In diesem Aufsatz geht es um die Bedeutung einer Erinnerungskultur anlässlich des 8. Mai 1945 verbunden mit der Frage: Woran erinnern wir eigentlich am 8. Mai? Weiterhin stellt dieser Aufsatz die Entwicklung des Gedenkens an den 8. Mai 1945 in der deutschen Nachkriegszeit bis in die Gegenwart in ausgewählten Schritten dar. Der Aufsatz thematisiert zudem die Frage, warum das Gedenken an den 8. Mai 1945 so wichtig ist. Abschließend wird die Frage angeschnitten, ob der 8. Mai zukünftig im gesamten Bundesgebiet von Deutschland ein einheitlicher Feiertag werden sollte. Ich versuche dabei darzustellen und zu begründen, warum ich die Haltung der AfD in dieser Frage ablehne.
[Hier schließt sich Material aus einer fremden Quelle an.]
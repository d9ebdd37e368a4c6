//! Account API handlers.
//!
//! ```text
//! POST /api/register {"name":"Ada","email":"ada@example.com","password":"…"}
//! POST /api/login    {"email":"ada@example.com","password":"…"}
//! ```

use actix_web::{HttpResponse, post, web};
use serde::{Deserialize, Serialize};
use serde_json::json;
use utoipa::ToSchema;

use crate::domain::{Error, LoginCredentials, PasswordError, Registration, UserValidationError};
use crate::inbound::http::ApiResult;
use crate::inbound::http::schemas::SuccessResponse;
use crate::inbound::http::session::SessionContext;
use crate::inbound::http::state::HttpState;

/// Request body for `POST /api/register`.
#[derive(Debug, Clone, Deserialize, Serialize, ToSchema)]
#[serde(rename_all = "camelCase")]
pub struct RegisterRequest {
    #[schema(example = "Ada Lovelace")]
    pub name: String,
    #[schema(example = "ada@example.com")]
    pub email: String,
    pub password: String,
}

/// Request body for `POST /api/login`.
#[derive(Debug, Clone, Deserialize, Serialize, ToSchema)]
#[serde(rename_all = "camelCase")]
pub struct LoginRequest {
    #[schema(example = "ada@example.com")]
    pub email: String,
    pub password: String,
}

impl TryFrom<RegisterRequest> for Registration {
    type Error = UserValidationError;

    fn try_from(value: RegisterRequest) -> Result<Self, Self::Error> {
        Self::try_from_parts(&value.name, &value.email, &value.password)
    }
}

impl TryFrom<LoginRequest> for LoginCredentials {
    type Error = UserValidationError;

    fn try_from(value: LoginRequest) -> Result<Self, Self::Error> {
        Self::try_from_parts(&value.email, &value.password)
    }
}

fn map_user_validation_error(err: UserValidationError) -> Error {
    let (field, code) = match &err {
        UserValidationError::EmptyName => ("name", "empty_name"),
        UserValidationError::NameTooLong { .. } => ("name", "name_too_long"),
        UserValidationError::EmptyEmail => ("email", "empty_email"),
        UserValidationError::InvalidEmail => ("email", "invalid_email"),
        UserValidationError::Password(PasswordError::Empty) => ("password", "empty_password"),
        UserValidationError::Password(
            PasswordError::MalformedHash | PasswordError::Hashing { .. },
        ) => ("password", "invalid_password"),
    };
    Error::invalid_request(err.to_string()).with_details(json!({ "field": field, "code": code }))
}

/// Create an account.
#[utoipa::path(
    post,
    path = "/api/register",
    request_body = RegisterRequest,
    responses(
        (status = 201, description = "Account created", body = SuccessResponse),
        (status = 400, description = "Invalid input or email already registered", body = Error),
        (status = 500, description = "Internal server error", body = Error)
    ),
    tags = ["accounts"],
    operation_id = "register",
    security([])
)]
#[post("/register")]
pub async fn register(
    state: web::Data<HttpState>,
    payload: web::Json<RegisterRequest>,
) -> ApiResult<HttpResponse> {
    let registration =
        Registration::try_from(payload.into_inner()).map_err(map_user_validation_error)?;
    state.accounts.register(registration).await?;
    Ok(HttpResponse::Created().json(SuccessResponse::OK))
}

/// Check credentials and establish a session.
#[utoipa::path(
    post,
    path = "/api/login",
    request_body = LoginRequest,
    responses(
        (
            status = 200,
            description = "Login success",
            headers(("Set-Cookie" = String, description = "Session cookie"))
        ),
        (status = 400, description = "Invalid request", body = Error),
        (status = 401, description = "Invalid credentials", body = Error),
        (status = 500, description = "Internal server error", body = Error)
    ),
    tags = ["accounts"],
    operation_id = "login",
    security([])
)]
#[post("/login")]
pub async fn login(
    state: web::Data<HttpState>,
    session: SessionContext,
    payload: web::Json<LoginRequest>,
) -> ApiResult<HttpResponse> {
    let credentials =
        LoginCredentials::try_from(payload.into_inner()).map_err(map_user_validation_error)?;
    let user_id = state.accounts.authenticate(&credentials).await?;
    session.persist_user(&user_id)?;
    Ok(HttpResponse::Ok().finish())
}
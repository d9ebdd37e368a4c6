//! PostgreSQL-backed `EntryRepository`.

use async_trait::async_trait;
use diesel::prelude::*;
use diesel_async::RunQueryDsl;

use crate::domain::ports::{EntryRepository, EntryRepositoryError};
use crate::domain::{DataTypeId, Entry, EntryField, EntryFilter, EntryId, UserId};

use super::error_mapping::{DieselFailure, classify_diesel_error};
use super::models::{EntryRow, EntryUpdate, NewEntryRow};
use super::pool::{DbPool, PoolError};
use super::schema::entries;

/// Diesel implementation of [`EntryRepository`].
#[derive(Clone)]
pub struct DieselEntryRepository {
    pool: DbPool,
}

impl DieselEntryRepository {
    /// Create a repository over `pool`.
    pub fn new(pool: DbPool) -> Self {
        Self { pool }
    }
}

fn map_pool_error(error: PoolError) -> EntryRepositoryError {
    EntryRepositoryError::connection(error.into_message())
}

/// `data_type_id` is reported when the write references a missing data type.
fn map_diesel_error(
    error: diesel::result::Error,
    data_type_id: Option<DataTypeId>,
) -> EntryRepositoryError {
    match classify_diesel_error(error) {
        DieselFailure::ForeignKeyViolation => match data_type_id {
            Some(id) => EntryRepositoryError::missing_data_type(id),
            None => EntryRepositoryError::query("foreign key violation"),
        },
        DieselFailure::UniqueViolation { .. } => {
            EntryRepositoryError::query("unique constraint violated")
        }
        DieselFailure::Connection(message) => EntryRepositoryError::connection(message),
        DieselFailure::Query(message) => EntryRepositoryError::query(message),
    }
}

fn encode_fields(fields: &[EntryField]) -> Result<serde_json::Value, EntryRepositoryError> {
    serde_json::to_value(fields)
        .map_err(|err| EntryRepositoryError::query(format!("failed to encode entry fields: {err}")))
}

fn row_to_entry(row: EntryRow) -> Result<Entry, EntryRepositoryError> {
    let fields: Vec<EntryField> = serde_json::from_value(row.fields).map_err(|err| {
        EntryRepositoryError::query(format!("corrupted entry fields in database: {err}"))
    })?;
    Ok(Entry {
        id: EntryId::from_uuid(row.id),
        user_id: UserId::from_uuid(row.user_id),
        data_type_id: DataTypeId::from_uuid(row.data_type_id),
        date: row.date,
        fields,
        created_at: row.created_at,
        updated_at: row.updated_at,
    })
}

#[async_trait]
impl EntryRepository for DieselEntryRepository {
    async fn list(
        &self,
        owner: &UserId,
        filter: &EntryFilter,
    ) -> Result<Vec<Entry>, EntryRepositoryError> {
        let mut conn = self.pool.get().await.map_err(map_pool_error)?;
        let mut query = entries::table
            .filter(entries::user_id.eq(*owner.as_uuid()))
            .select(EntryRow::as_select())
            .into_boxed();
        if let Some(data_type_id) = filter.data_type_id {
            query = query.filter(entries::data_type_id.eq(*data_type_id.as_uuid()));
        }
        if let Some(start) = filter.start {
            query = query.filter(entries::date.ge(start));
        }
        if let Some(end) = filter.end {
            query = query.filter(entries::date.le(end));
        }
        let rows: Vec<EntryRow> = query
            .order((entries::date.desc(), entries::created_at.desc()))
            .load(&mut conn)
            .await
            .map_err(|err| map_diesel_error(err, None))?;
        rows.into_iter().map(row_to_entry).collect()
    }

    async fn find(
        &self,
        owner: &UserId,
        id: &EntryId,
    ) -> Result<Option<Entry>, EntryRepositoryError> {
        let mut conn = self.pool.get().await.map_err(map_pool_error)?;
        let row: Option<EntryRow> = entries::table
            .filter(entries::id.eq(id.as_uuid()))
            .filter(entries::user_id.eq(owner.as_uuid()))
            .select(EntryRow::as_select())
            .first(&mut conn)
            .await
            .optional()
            .map_err(|err| map_diesel_error(err, None))?;
        row.map(row_to_entry).transpose()
    }

    async fn insert(&self, entry: &Entry) -> Result<(), EntryRepositoryError> {
        let mut conn = self.pool.get().await.map_err(map_pool_error)?;
        let row = NewEntryRow {
            id: *entry.id.as_uuid(),
            user_id: *entry.user_id.as_uuid(),
            data_type_id: *entry.data_type_id.as_uuid(),
            date: entry.date,
            fields: encode_fields(&entry.fields)?,
            created_at: entry.created_at,
            updated_at: entry.updated_at,
        };
        diesel::insert_into(entries::table)
            .values(&row)
            .execute(&mut conn)
            .await
            .map(|_| ())
            .map_err(|err| map_diesel_error(err, Some(entry.data_type_id)))
    }

    async fn update(&self, entry: &Entry) -> Result<bool, EntryRepositoryError> {
        let mut conn = self.pool.get().await.map_err(map_pool_error)?;
        let changes = EntryUpdate {
            date: entry.date,
            fields: encode_fields(&entry.fields)?,
            updated_at: entry.updated_at,
        };
        let updated = diesel::update(entries::table)
            .filter(entries::id.eq(entry.id.as_uuid()))
            .filter(entries::user_id.eq(entry.user_id.as_uuid()))
            .set(&changes)
            .execute(&mut conn)
            .await
            .map_err(|err| map_diesel_error(err, Some(entry.data_type_id)))?;
        Ok(updated > 0)
    }

    async fn delete(&self, owner: &UserId, id: &EntryId) -> Result<bool, EntryRepositoryError> {
        let mut conn = self.pool.get().await.map_err(map_pool_error)?;
        let deleted = diesel::delete(
            entries::table
                .filter(entries::id.eq(id.as_uuid()))
                .filter(entries::user_id.eq(owner.as_uuid())),
        )
        .execute(&mut conn)
        .await
        .map_err(|err| map_diesel_error(err, None))?;
        Ok(deleted > 0)
    }
}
Wir erinnern am 8. Mai in Form eines Gedenkens an das Kriegsende vom 8. Mai 1945. Am 8. Mai 2025 liegen nun 80 Jahre nach dem 8. Mai 1945 zurück. Das Datum „8. Mai“ ist seit 1945 von herausragender Bedeutung. Jeder Mensch auf dieser Welt in Gegenwart und Zukunft[1] sollte wissen, warum dieser 8. Mai ein wichtiger und entscheidender Tag für Deutschland, für Europa und für die ganze Welt ist. Woran erinnern wir also am 8. Mai? Wir erinnern am 8. Mai an die Kapitulation der deutschen Wehrmacht aus dem Jahr 1945 und damit an das Ende des Zweiten Weltkriegs in Europa.[2] Damit wird deutlich, wie wichtig und entscheidend der 8. Mai ist. Es geht um eine Erinnerungskultur. Zeitzeugen werden immer weniger. Das kulturelle Gedächtnis löst dabei das kommunikative Gedächtnis ab: Wir können immer weniger mit Zeitzeugen in direkten Kontakt treten.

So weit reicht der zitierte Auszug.